* [EXTRACTED MATERIAL]
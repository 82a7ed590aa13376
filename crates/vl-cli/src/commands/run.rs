//! Run command: drives the tracker from a feed.
//!
//! Presence changes and commands are handled one line at a time on a single
//! task, so a stop never races a transition for the same channel. Reports
//! are delivered by a separate worker writing CSV files.

use std::io::Write;
use std::path::Path;
use std::sync::Arc;

use anyhow::{Context, Result};
use chrono::Utc;
use tokio::fs::File;
use tokio::io::{AsyncBufRead, AsyncBufReadExt, BufReader};
use vl_core::{DeliveryQueue, DeliveryStats, SessionRegistry, StaticNameResolver, Tracker, route};

use crate::Config;
use crate::feed::{FeedEntry, VoiceStates};
use crate::frontend;
use crate::sink::FileReportSink;

/// Counts from one run.
#[derive(Debug, Clone, Copy, Default, PartialEq, Eq)]
pub struct RunSummary {
    pub entries: usize,
    pub skipped: usize,
    pub deliveries: DeliveryStats,
}

/// Processes the feed in `input`, or stdin when `None`.
///
/// A replayed file waits for pending name lookups after every entry so
/// reports come out the same on every run; a live stdin feed does not.
pub async fn run<W: Write>(
    writer: &mut W,
    config: &Config,
    input: Option<&Path>,
    out_dir: &Path,
) -> Result<RunSummary> {
    match input {
        Some(path) => {
            let file = File::open(path)
                .await
                .with_context(|| format!("failed to open {}", path.display()))?;
            process(BufReader::new(file), writer, config, out_dir, true).await
        }
        None => {
            let stdin = BufReader::new(tokio::io::stdin());
            process(stdin, writer, config, out_dir, false).await
        }
    }
}

/// Processes feed lines from `reader`, writing command replies to `writer`.
pub async fn process<R, W>(
    reader: R,
    writer: &mut W,
    config: &Config,
    out_dir: &Path,
    settle: bool,
) -> Result<RunSummary>
where
    R: AsyncBufRead + Unpin,
    W: Write,
{
    let sink = Arc::new(FileReportSink::new(out_dir));
    let (deliveries, worker) = DeliveryQueue::new(sink.clone(), config.delivery_queue_capacity);
    let worker = tokio::spawn(worker.run());

    let resolver = Arc::new(StaticNameResolver::new(config.names.clone()));
    let tracker = Tracker::new(
        SessionRegistry::new(config.alternation_policy),
        resolver,
        deliveries,
    );
    let mut voice_states = VoiceStates::default();
    let mut summary = RunSummary::default();

    let mut lines = reader.lines();
    let mut line_number = 0usize;
    while let Some(line) = lines.next_line().await.context("failed to read feed")? {
        line_number += 1;
        let line = line.trim();
        if line.is_empty() || line.starts_with('#') {
            continue;
        }

        let entry: FeedEntry = match serde_json::from_str(line) {
            Ok(entry) => entry,
            Err(err) => {
                tracing::warn!(line = line_number, error = %err, "skipping malformed feed entry");
                summary.skipped += 1;
                continue;
            }
        };
        summary.entries += 1;

        let now = Utc::now();
        match entry {
            FeedEntry::Presence(entry) => {
                let change = entry.into_change(now);
                route(&tracker, &change);
                voice_states.apply(&change);
            }
            FeedEntry::Command(invocation) => {
                let at = invocation.at.unwrap_or(now);
                let reply = frontend::handle(&tracker, &voice_states, &invocation, at);
                writeln!(writer, "{reply}").context("failed to write reply")?;
            }
        }

        if settle {
            tracker.settle().await;
        }
    }

    tracker.settle().await;
    drop(tracker);
    summary.deliveries = worker.await.context("delivery worker panicked")?;

    tracing::info!(
        entries = summary.entries,
        skipped = summary.skipped,
        delivered = summary.deliveries.delivered,
        failed = summary.deliveries.failed,
        report_dir = %sink.dir().display(),
        "feed processed"
    );
    Ok(summary)
}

* [WHAT YOU ARE ASKED TO DO] Without leaving anything out, repeat the data exactly.

* [WRITTEN ANSWER]
repository 82a7ed590aa13376
filename crates/vl-cli/src/commands/run.rs
//! Run command: drives the tracker from a feed.
//!
//! Presence changes and commands are handled one line at a time on a single
//! task, so a stop never races a transition for the same channel. Reports
//! are delivered by a separate worker writing CSV files.

use std::io::Write;
use std::path::Path;
use std::sync::Arc;

use anyhow::{Context, Result};
use chrono::Utc;
use tokio::fs::File;
use tokio::io::{AsyncBufRead, AsyncBufReadExt, BufReader};
use vl_core::{DeliveryQueue, DeliveryStats, SessionRegistry, StaticNameResolver, Tracker, route};

use crate::Config;
use crate::feed::{FeedEntry, VoiceStates};
use crate::frontend;
use crate::sink::FileReportSink;

/// Counts from one run.
#[derive(Debug, Clone, Copy, Default, PartialEq, Eq)]
pub struct RunSummary {
    pub entries: usize,
    pub skipped: usize,
    pub deliveries: DeliveryStats,
}

/// Processes the feed in `input`, or stdin when `None`.
///
/// A replayed file waits for pending name lookups after every entry so
/// reports come out the same on every run; a live stdin feed does not.
pub async fn run<W: Write>(
    writer: &mut W,
    config: &Config,
    input: Option<&Path>,
    out_dir: &Path,
) -> Result<RunSummary> {
    match input {
        Some(path) => {
            let file = File::open(path)
                .await
                .with_context(|| format!("failed to open {}", path.display()))?;
            process(BufReader::new(file), writer, config, out_dir, true).await
        }
        None => {
            let stdin = BufReader::new(tokio::io::stdin());
            process(stdin, writer, config, out_dir, false).await
        }
    }
}

/// Processes feed lines from `reader`, writing command replies to `writer`.
pub async fn process<R, W>(
    reader: R,
    writer: &mut W,
    config: &Config,
    out_dir: &Path,
    settle: bool,
) -> Result<RunSummary>
where
    R: AsyncBufRead + Unpin,
    W: Write,
{
    let sink = Arc::new(FileReportSink::new(out_dir));
    let (deliveries, worker) = DeliveryQueue::new(sink.clone(), config.delivery_queue_capacity);
    let worker = tokio::spawn(worker.run());

    let resolver = Arc::new(StaticNameResolver::new(config.names.clone()));
    let tracker = Tracker::new(
        SessionRegistry::new(config.alternation_policy),
        resolver,
        deliveries,
    );
    let mut voice_states = VoiceStates::default();
    let mut summary = RunSummary::default();

    let mut lines = reader.lines();
    let mut line_number = 0usize;
    while let Some(line) = lines.next_line().await.context("failed to read feed")? {
        line_number += 1;
        let line = line.trim();
        if line.is_empty() || line.starts_with('#') {
            continue;
        }

        let entry: FeedEntry = match serde_json::from_str(line) {
            Ok(entry) => entry,
            Err(err) => {
                tracing::warn!(line = line_number, error = %err, "skipping malformed feed entry");
                summary.skipped += 1;
                continue;
            }
        };
        summary.entries += 1;

        let now = Utc::now();
        match entry {
            FeedEntry::Presence(entry) => {
                let change = entry.into_change(now);
                route(&tracker, &change);
                voice_states.apply(&change);
            }
            FeedEntry::Command(invocation) => {
                let at = invocation.at.unwrap_or(now);
                let reply = frontend::handle(&tracker, &voice_states, &invocation, at);
                writeln!(writer, "{reply}").context("failed to write reply")?;
            }
        }

        if settle {
            tracker.settle().await;
        }
    }

    tracker.settle().await;
    drop(tracker);
    summary.deliveries = worker.await.context("delivery worker panicked")?;

    tracing::info!(
        entries = summary.entries,
        skipped = summary.skipped,
        delivered = summary.deliveries.delivered,
        failed = summary.deliveries.failed,
        report_dir = %sink.dir().display(),
        "feed processed"
    );
    Ok(summary)
}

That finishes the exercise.